“I miei familiari lì sotto"


TERREMOTO E NEVE / VALANGA KILLER ALL'HOTEL RIGOPIANO


PESCARA. “Mia moglie aveva mal di testa e aveva bisogno di una medicina che era in macchina.Allora sono uscito dall’albergo e sono andato in auto. Mentre tornavo verso l’hotel ho sentito rumori e scricchiolii e ho visto la montagna cadere addosso all’edificio. Ha travolto anche me, ma parzialmente. Ho visto gran parte dell’albergo ricoperto dalla neve”. Giampiero Parete, 38enne di Montesilvano (Pescara), uno dei due superstiti della valanga che ha travolto l’hotel Rigopiano, racconta gli ultimi istanti prima della tragedia. E, mentre è ricoverato in ospedale, piange e si dispera, perché sotto ai resti dell’albergo ci sono ancora la moglie e i due figli di 6 e 8 anni. Parete affida la sua testimonianza al datore di lavoro e storico amico Quintino Marcella, il primo a ricevere la richiesta di aiuto da Rigopiano. “Ho provato a entrare dentro - racconta Parete all’amico - ma ho rischiato di rimanere intrappolato; allora mi sono aggrappato a un ramo e sono riuscito a tornare verso la macchina.
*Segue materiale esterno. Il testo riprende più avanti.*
//! Markdown assembly helpers shared by the reference renderer.

/// Drop trailing newlines beyond two, so sections never stack more than one blank line.
fn trim_trailing_newlines_to_at_most_two(out: &mut String) {
    let mut count = 0usize;
    for ch in out.chars().rev() {
        if ch == '\n' {
            count += 1;
        } else {
            break;
        }
    }
    while count > 2 {
        out.pop();
        count -= 1;
    }
}

pub(crate) fn ensure_single_blank_line(out: &mut String) {
    trim_trailing_newlines_to_at_most_two(out);
    if out.is_empty() || out.ends_with("\n\n") {
        return;
    }
    if out.ends_with('\n') {
        out.push('\n');
    } else {
        out.push_str("\n\n");
    }
}

pub(crate) fn start_section(out: &mut String, heading: &str) {
    ensure_single_blank_line(out);
    out.push_str(heading);
    out.push_str("\n\n");
}

/// Push a table header row and its separator.
pub(crate) fn push_table_header(out: &mut String, columns: &[&str]) {
    push_row(out, columns.iter().map(|c| c.to_string()));
    out.push('|');
    for _ in columns {
        out.push_str("---|");
    }
    out.push('\n');
}

pub(crate) fn push_row(out: &mut String, cells: impl IntoIterator<Item = String>) {
    out.push('|');
    for cell in cells {
        out.push(' ');
        out.push_str(&cell);
        out.push_str(" |");
    }
    out.push('\n');
}

/// Escape characters that would break a table cell.
pub(crate) fn escape_cell(text: &str) -> String {
    text.replace('|', "\\|").replace('\n', " ")
}

/// Wrap text in inline code.
pub(crate) fn code(text: &str) -> String {
    format!("`{text}`")
}

#[cfg(test)]
mod tests {
    use super::*;

    #[test]
    fn test_trim_keeps_at_most_two_newlines() {
        let mut out = "a\n\n\n\n".to_string();
        trim_trailing_newlines_to_at_most_two(&mut out);
        assert_eq!(out, "a\n\n");
    }

    #[test]
    fn test_ensure_single_blank_line() {
        let mut empty = String::new();
        ensure_single_blank_line(&mut empty);
        assert_eq!(empty, "");

        let mut bare = "a".to_string();
        ensure_single_blank_line(&mut bare);
        assert_eq!(bare, "a\n\n");

        let mut one = "a\n".to_string();
        ensure_single_blank_line(&mut one);
        assert_eq!(one, "a\n\n");
    }

    #[test]
    fn test_table_header() {
        let mut out = String::new();
        push_table_header(&mut out, &["Name", "Value"]);
        assert_eq!(out, "| Name | Value |\n|---|---|\n");
    }

    #[test]
    fn test_escape_cell() {
        assert_eq!(escape_cell("a|b\nc"), "a\\|b c");
    }
}
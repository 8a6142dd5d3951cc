//! Keyboard key codes.
//!
//! ## Notes
//! - Codes are the conventional platform `keyCode` values and all fall within `8..=255`.
//! - `OPTION` and `RETURN` are declared aliases of `ALT` and `ENTER`; they resolve to the same variant.
//!
//! ## Examples
//! ```rust
//! use easel_core::consts::families::{ConstFamily, KeyCode};
//!
//! assert_eq!(KeyCode::Enter.code(), 13);
//! assert_eq!(KeyCode::from_code(27), Some(KeyCode::Escape));
//! assert_eq!(KeyCode::from_const_name("RETURN"), Some(KeyCode::Enter));
//! ```

use strum_macros::VariantArray;

use super::ConstFamily;
use crate::consts::registry::ConstValue;
use crate::consts::table;

/// Key codes with a registered symbolic name.
#[derive(Debug, Clone, Copy, PartialEq, Eq, Hash, VariantArray)]
#[repr(u8)]
pub enum KeyCode {
    Backspace = 8,
    Tab = 9,
    Enter = 13,
    Shift = 16,
    Control = 17,
    Alt = 18,
    Escape = 27,
    LeftArrow = 37,
    UpArrow = 38,
    RightArrow = 39,
    DownArrow = 40,
    Delete = 46,
}

impl KeyCode {
    pub const fn code(self) -> u8 {
        self as u8
    }

    /// Resolve a raw key code to a named key.
    pub fn from_code(code: u8) -> Option<KeyCode> {
        <KeyCode as strum::VariantArray>::VARIANTS
            .iter()
            .copied()
            .find(|k| k.code() == code)
    }

    /// Names declared as aliases of this key in the constant table.
    pub fn alias_names(self) -> impl Iterator<Item = &'static str> {
        let name = self.const_name();
        table::ALIASES
            .iter()
            .filter(move |decl| decl.target == name)
            .map(|decl| decl.alias)
    }
}

impl ConstFamily for KeyCode {
    const FAMILY: &'static str = "key code";

    fn const_name(self) -> &'static str {
        match self {
            KeyCode::Backspace => "BACKSPACE",
            KeyCode::Tab => "TAB",
            KeyCode::Enter => "ENTER",
            KeyCode::Shift => "SHIFT",
            KeyCode::Control => "CONTROL",
            KeyCode::Alt => "ALT",
            KeyCode::Escape => "ESCAPE",
            KeyCode::LeftArrow => "LEFT_ARROW",
            KeyCode::UpArrow => "UP_ARROW",
            KeyCode::RightArrow => "RIGHT_ARROW",
            KeyCode::DownArrow => "DOWN_ARROW",
            KeyCode::Delete => "DELETE",
        }
    }

    fn value(self) -> ConstValue {
        ConstValue::Int(u32::from(self.code()))
    }

    fn from_const_name(name: &str) -> Option<Self> {
        <KeyCode as strum::VariantArray>::VARIANTS
            .iter()
            .copied()
            .find(|k| k.const_name() == name || k.alias_names().any(|alias| alias == name))
    }
}

#[cfg(test)]
mod tests {
    use super::*;

    #[test]
    fn test_alias_names_follow_declarations() {
        assert_eq!(KeyCode::Alt.alias_names().collect::<Vec<_>>(), ["OPTION"]);
        assert_eq!(KeyCode::Enter.alias_names().collect::<Vec<_>>(), ["RETURN"]);
        assert_eq!(KeyCode::Escape.alias_names().count(), 0);
    }

    #[test]
    fn test_every_key_alias_declaration_is_reachable() {
        for decl in table::ALIASES {
            let Some(key) = KeyCode::variants().iter().find(|k| k.const_name() == decl.target) else {
                continue;
            };
            assert!(key.alias_names().any(|alias| alias == decl.alias));
            assert_eq!(KeyCode::from_const_name(decl.alias), Some(*key));
        }
    }
}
Poi ho incontrato il manutentore dell’albergo e insieme abbiamo lanciato l’allarme. Dall’interno dell’hotel non ho sentito alcun rumore o movimento”. Con lui, infatti, ieri, è stato tratto in salvoFabio Salzetta, manutentore dell’hotel. L’addetto, una trentina di anni, era nel locale caldaia. “Non si è accorto di nulla - afferma il sindaco di Farindola, Ilario Lacchetta - è stato un brevissimo lasso di tempo silenzioso. Si è trovato travolto all’interno del locale caldaia in cemento armato che l’ha protetto da tutto. Immediatamente liberatosi ha provato a cercare aiuto e a sentire se ci fossero voci. Ha trovato solo l’altra persona che era in difficoltà come lui”. Dal racconto del datore di lavoro di Parete emerge la concitazione degli istanti successivi alla tragedia. “Ho ricevuto la chiamata di Giampiero alle 17.40. Mi chiedeva aiuto disperatamente. Diceva ‘è caduto, è caduto l’albergo’. Mi sono attivato subito, ho chiamato i soccorsi”. Giampiero, la sua famiglia e tutti gli altri ospiti, tra l’altro, vista la tanta neve che stava cadendo, volevano lasciare l’albergo ed erano già pronti ad andarsene. Ora Parete è ricoverato nel reparto di rianimazione. Le sue condizioni, come conferma il primario Tullio Spina, sono buone ed è fuori pericolo. E’ con i genitori ed è assistito dalle psicologhe dellaAsl, ma continua a chiedersi cosa ne è stato della moglie e dei due figli.